Sunday, August 20, 2006

Bakchich

Un représentant des forces de l’ordre surveillait la cour en permanence. Il était entendu que chacun devait lui remettre une sympathie avant de commencer son travail. Il se chargeait de rappeler cette coutume aux travailleurs de passage.
Cette fois, je l’avais devancé : j’avais confectionné une ceinture de buste façon cartouchière à partir d’un assemblage de boîtes de bière. Je m’étais donné de la peine. La principale difficulté avait été d’assortir les couleurs à la vareuse bleu marine à boutons dorés. Après réflexion, j’avais opté pour des boîtes Bavaria 8.6.
Sa mine indiquait qu’il s’attendait à autre chose. J’étais désemparé.
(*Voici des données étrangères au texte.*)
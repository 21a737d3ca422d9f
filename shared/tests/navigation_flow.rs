use crux_core::testing::AppTester;
use shared::{App, Effect, Event, Model, PopupId, View};

fn rendered(effects: &[Effect]) -> bool {
    effects.iter().any(|e| matches!(e, Effect::Render(_)))
}

#[test]
fn browse_select_and_navigate() {
    let _ = tracing_subscriber::fmt()
        .with_test_writer()
        .with_env_filter("debug")
        .try_init();

    let app = AppTester::<App, Effect>::default();
    let mut model = Model::default();

    // 1. Fresh core shows the first page on Home
    let view = app.view(&model);
    assert_eq!(view.view, View::Home);
    let list = view.list.expect("home shows the list");
    assert_eq!(list.items.len(), 5);
    assert_eq!(list.page_label, "Page 1 of 3");
    assert!(view.map.is_some());
    assert!(view.detail.is_none());

    // 2. Page to the end; advancing past it is a no-op
    for _ in 0..4 {
        let update = app.update(Event::NextPage, &mut model);
        assert!(rendered(&update.effects));
    }
    assert_eq!(model.nav.page, 2);
    let list = app.view(&model).list.unwrap();
    assert_eq!(list.items.len(), 2);
    assert!(!list.can_next);

    // 3. Select a popup from the list: detail replaces the list
    app.update(Event::PopupClicked { id: PopupId::new("11") }, &mut model);
    let view = app.view(&model);
    assert!(view.list.is_none());
    assert_eq!(view.detail.unwrap().name, "Pho Real");

    // 4. Profile clears the selection and leaves the map screen
    app.update(Event::HeaderProfileClicked, &mut model);
    assert_eq!(model.nav.view, View::Profile);
    assert!(model.nav.selection.is_empty());
    let view = app.view(&model);
    assert!(view.map.is_none());
    assert!(view.detail.is_none());
    assert_eq!(model.nav.page, 2);

    // 5. Home resets the page
    app.update(Event::Navigate(View::Home), &mut model);
    assert_eq!(model.nav.page, 0);
    assert_eq!(app.view(&model).list.unwrap().page_label, "Page 1 of 3");
}

#[test]
fn overlays_keep_background_view() {
    let app = AppTester::<App, Effect>::default();
    let mut model = Model::default();

    app.update(Event::Navigate(View::Map), &mut model);
    app.update(Event::MarkerClicked { id: PopupId::new("4") }, &mut model);
    assert!(app.view(&model).detail.is_some());

    app.update(Event::Navigate(View::Post), &mut model);
    let view = app.view(&model);
    assert_eq!(view.view, View::Map);
    assert!(view.create_dialog_open);
    assert!(view.detail.is_none(), "post clears the selection");
    assert!(view.map.unwrap().full_screen);

    app.update(Event::CreateDialogClosed, &mut model);
    assert_eq!(model.nav.view, View::Map);
    assert!(!model.nav.dialogs.create_open);

    // The header search button opens the dialog without touching the selection
    app.update(Event::MarkerClicked { id: PopupId::new("4") }, &mut model);
    app.update(Event::HeaderSearchClicked, &mut model);
    assert!(model.nav.dialogs.search_open);
    assert_eq!(model.nav.selection.selected(), Some(&PopupId::new("4")));
}

#[test]
fn unknown_popup_click_is_ignored() {
    let app = AppTester::<App, Effect>::default();
    let mut model = Model::default();

    let update = app.update(Event::PopupClicked { id: PopupId::new("42") }, &mut model);
    assert!(model.nav.selection.is_empty());
    assert!(!rendered(&update.effects));
}

#[test]
fn going_sets_are_per_panel() {
    let app = AppTester::<App, Effect>::default();
    let mut model = Model::default();
    let id = PopupId::new("1");

    app.update(Event::ListGoingToggled { id: id.clone() }, &mut model);
    let item = app.view(&model).list.unwrap().items.remove(0);
    assert!(item.going);
    assert_eq!(item.going_label, "Going!");

    app.update(Event::PopupClicked { id: id.clone() }, &mut model);
    assert!(!app.view(&model).detail.unwrap().going);

    app.update(Event::DetailGoingToggled { id: id.clone() }, &mut model);
    assert!(app.view(&model).detail.unwrap().going);

    app.update(Event::ListGoingToggled { id: id.clone() }, &mut model);
    assert!(!model.list_going.has(&id));
    assert!(model.detail_going.has(&id));
}

#[test]
fn going_toggle_for_unknown_popup_is_ignored() {
    let app = AppTester::<App, Effect>::default();
    let mut model = Model::default();
    let stranger = PopupId::new("no-such-popup");

    let update = app.update(Event::ListGoingToggled { id: stranger.clone() }, &mut model);
    assert!(!rendered(&update.effects));
    let update = app.update(Event::DetailGoingToggled { id: stranger.clone() }, &mut model);
    assert!(!rendered(&update.effects));

    assert!(model.list_going.is_empty());
    assert!(model.detail_going.is_empty());
}

#[test]
fn profile_screen_shows_user() {
    let app = AppTester::<App, Effect>::default();
    let mut model = Model::default();
    assert!(app.view(&model).profile.is_none());

    app.update(Event::HeaderProfileClicked, &mut model);
    let view = app.view(&model);
    let profile = view.profile.expect("profile view carries the user");
    assert_eq!(profile.name, "Joshua K");
    assert_eq!(profile.location, "San Francisco, CA");
    assert_eq!(profile.food_preferences, ["Bagels", "Matcha"]);
    assert!(view.business.is_none());
    assert!(view.map.is_none() && view.list.is_none());
}

#[test]
fn business_screen_shows_stats() {
    let app = AppTester::<App, Effect>::default();
    let mut model = Model::default();

    app.update(Event::HeaderProfileClicked, &mut model);
    app.update(Event::StartPoppingClicked, &mut model);
    let view = app.view(&model);
    assert!(view.profile.is_none());

    let business = view.business.expect("business view carries stats");
    assert_eq!(business.name, "Joshua's Coffee Corner");
    assert_eq!(business.total_attendees, 342);
    assert_eq!(business.average_attendees, 43);
    assert_eq!(business.previous_popups.len(), 5);
    assert_eq!(business.previous_popups[0].location, "Golden Gate Park, SF");
    assert_eq!(business.attendance.first().map(|p| p.date.as_str()), Some("Oct 5"));

    app.update(Event::Navigate(View::Home), &mut model);
    assert!(app.view(&model).business.is_none());
}

#[test]
fn footer_marks_active_view() {
    let app = AppTester::<App, Effect>::default();
    let mut model = Model::default();

    app.update(Event::Navigate(View::Saved), &mut model);
    let view = app.view(&model);
    assert_eq!(view.saved.len(), 2);

    let active: Vec<View> = view
        .nav_items
        .iter()
        .filter(|i| i.active)
        .map(|i| i.view)
        .collect();
    assert_eq!(active, [View::Saved]);
    assert_eq!(view.nav_items.len(), 5);

    app.update(Event::StartPoppingClicked, &mut model);
    let view = app.view(&model);
    assert_eq!(view.view, View::Business);
    assert!(view.nav_items.iter().all(|i| !i.active));
}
Ne souhaitant pas l’abandonner à sa manifeste déception, je proposai de lui apporter, lors de ma prochaine venue, toutes les pièces nécessaires à la fabrication d’une guitare lapsteel et d’un dobro G8. Il était sous-entendu que j’assemblerais les instruments sous ses yeux, au beau milieu de la cour et que cette activité constituerait mon travail. Cette promesse le rendit heureux comme un pape.

Sunday, August 13, 2006

Skimboard


Le miroir s’amenuise dans l’épaisseur des molécules jusqu’à l’évanouissement par l’infinité des interstices. Le transport est engendré à la surface par le claquement de l’aile d’un moustique. La trajectoire s’engouffre dans l’appareil du paysage qui prend le temps nécessaire pour la digérer. On s’applique à réaligner la fuite sur les lointains échos du ressac. Chaque dissonance se traduit par un froncement du miroir qui se met à avaler comme une chasse d’eau au moindre entêtement. Les échos du ressac sont détectés par une gigantesque oreille plantaire. Le déhanchement d’une flammèche verrouille l’accord. Le verrou cède lorsque l’écume s’ouvre comme un parachute. Il faut alors courber l’échine et reproduire le cycle infiniment afin d’écrire un instant dans l’immensité. L’instant total est un prisme qui consigne toutes les couleurs. L’oreille plantaire goûte chaque nuance avec les papilles d’un tâtonnement d’indien. La mémoire s’organise en strates sous le voile d’un linceul cellophane. Les pieds tout doucement dans l’eau froide piétinent ses petits cris argentés qui percent droit au cœur.